[Data extracted from a collection]
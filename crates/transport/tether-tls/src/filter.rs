use std::{any::Any, future::Future, io, sync::Arc};

use async_trait::async_trait;
use tether_core::{
    BoxConnection, BoxFactory, Cancellation, ConnectionError, ConnectionFilter,
    ConnectionProperties, Endpoint, Extensions, FilteringConnection, FilteringConnectionFactory,
    Result, SharedStream, run_with_cancellation,
};
use tokio_rustls::{TlsAcceptor, TlsConnector, TlsStream};
use tracing::{debug, warn};

use crate::{
    error::{HANDSHAKE, map_tls_error},
    io::StreamIo,
    options::{TlsClientOptions, TlsServerOptions},
    session::{TlsSessionInfo, TlsSide, server_name_text},
    stream::TlsSessionStream,
};

/// 在任意基础工厂之上叠加 TLS 的工厂。
pub type TlsConnectionFactory = FilteringConnectionFactory<TlsFilter>;

/// 以 TLS 装饰 `base` 产生的每条连接。
pub fn tls_factory(base: BoxFactory) -> TlsConnectionFactory {
    FilteringConnectionFactory::new(base, TlsFilter)
}

/// TLS 装饰器。
///
/// # 教案级注释
///
/// ## 意图（Why）
/// - TLS 只依赖被包装连接的字节流，内存管道与 OS 套接字上的行为一致；
/// - 必需配置缺失属于调用方错误，必须在建立基础连接之前暴露，不产生半建立的连接。
///
/// ## 逻辑（How）
/// - `prepare_connect`/`prepare_listen` 从能力包读取 [`TlsClientOptions`]/[`TlsServerOptions`]；
/// - 握手在基础连接的流上执行，完成后以 [`TlsSessionStream`] 覆盖流，
///   并把 [`TlsSessionInfo`] 发布为连接能力；
/// - 服务端每次握手读取热更新容器的当前快照。
///
/// ## 契约（What）
/// - 握手失败（含取消）时，已创建的 TLS 会话随握手 Future 丢弃，基础连接恰好释放一次，
///   随后返回握手错误；
/// - 底层传输失败保持原有分类，证书与协议错误归为 `Handshake`。
#[derive(Clone, Copy, Debug, Default)]
pub struct TlsFilter;

#[async_trait]
impl ConnectionFilter for TlsFilter {
    type ConnectState = TlsClientOptions;
    type ListenState = TlsServerOptions;

    fn name(&self) -> &'static str {
        "tls"
    }

    fn prepare_connect(
        &self,
        _endpoint: &Endpoint,
        options: Option<&ConnectionProperties>,
    ) -> Result<TlsClientOptions> {
        required::<TlsClientOptions>(options).cloned()
    }

    fn prepare_listen(&self, options: Option<&ConnectionProperties>) -> Result<TlsServerOptions> {
        required::<TlsServerOptions>(options).cloned()
    }

    async fn on_connect(
        &self,
        state: TlsClientOptions,
        base: BoxConnection,
        cancel: &Cancellation,
    ) -> Result<BoxConnection> {
        let connector = TlsConnector::from(state.config().clone());
        let server_name = state.server_name().clone();
        let sni = server_name_text(&server_name);
        establish(base, cancel, move |transport| async move {
            let session = connector.connect(server_name, transport).await?;
            let info = TlsSessionInfo::capture(TlsSide::Client, session.get_ref().1, sni);
            Ok::<_, io::Error>((TlsStream::from(session), info))
        })
        .await
    }

    async fn on_accept(
        &self,
        state: &TlsServerOptions,
        base: BoxConnection,
        cancel: &Cancellation,
    ) -> Result<BoxConnection> {
        let acceptor = TlsAcceptor::from(state.config().snapshot());
        establish(base, cancel, move |transport| async move {
            let session = acceptor.accept(transport).await?;
            let connection = session.get_ref().1;
            let sni = connection.server_name().map(str::to_owned);
            let info = TlsSessionInfo::capture(TlsSide::Server, connection, sni);
            Ok::<_, io::Error>((TlsStream::from(session), info))
        })
        .await
    }
}

fn required<T>(options: Option<&ConnectionProperties>) -> Result<&T>
where
    T: Any + Send + Sync,
{
    match options {
        Some(options) => options.get::<T>(),
        None => Err(ConnectionError::missing_property::<T>()),
    }
}

/// 在基础连接的流上完成握手并组装装饰后的连接。
async fn establish<H, Fut>(
    base: BoxConnection,
    cancel: &Cancellation,
    handshake: H,
) -> Result<BoxConnection>
where
    H: FnOnce(StreamIo) -> Fut,
    Fut: Future<Output = io::Result<(TlsStream<StreamIo>, TlsSessionInfo)>>,
{
    let stream = match base.stream() {
        Ok(stream) => SharedStream::clone(stream),
        Err(err) => return Err(release_base(base, err).await),
    };
    let can_shutdown_writes = stream.can_shutdown_writes();
    let io = StreamIo::new(stream);

    let outcome = run_with_cancellation(cancel, HANDSHAKE, async {
        handshake(io)
            .await
            .map_err(|err| map_tls_error(HANDSHAKE, err))
    })
    .await;

    match outcome {
        Ok((session, info)) => {
            debug!(
                side = ?info.side(),
                version = ?info.protocol_version(),
                remote = ?base.remote_endpoint(),
                "tls handshake completed"
            );
            let stream = TlsSessionStream::new(session, can_shutdown_writes);
            Ok(Box::new(
                FilteringConnection::new(base)
                    .with_stream(Arc::new(stream))
                    .with_extensions(Extensions::new().with(info)),
            ))
        }
        Err(err) => {
            warn!(
                code = err.code(),
                kind = %err.kind(),
                remote = ?base.remote_endpoint(),
                "tls handshake failed"
            );
            Err(release_base(base, err).await)
        }
    }
}

async fn release_base(base: BoxConnection, err: ConnectionError) -> ConnectionError {
    if let Err(dispose_err) = base.dispose().await {
        warn!(code = dispose_err.code(), "failed to dispose base connection after tls failure");
    }
    err
}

[Exercise requirements]
The answer should be only the number of lines in the data that contain the string "SharedStream".

[Response to the task]
2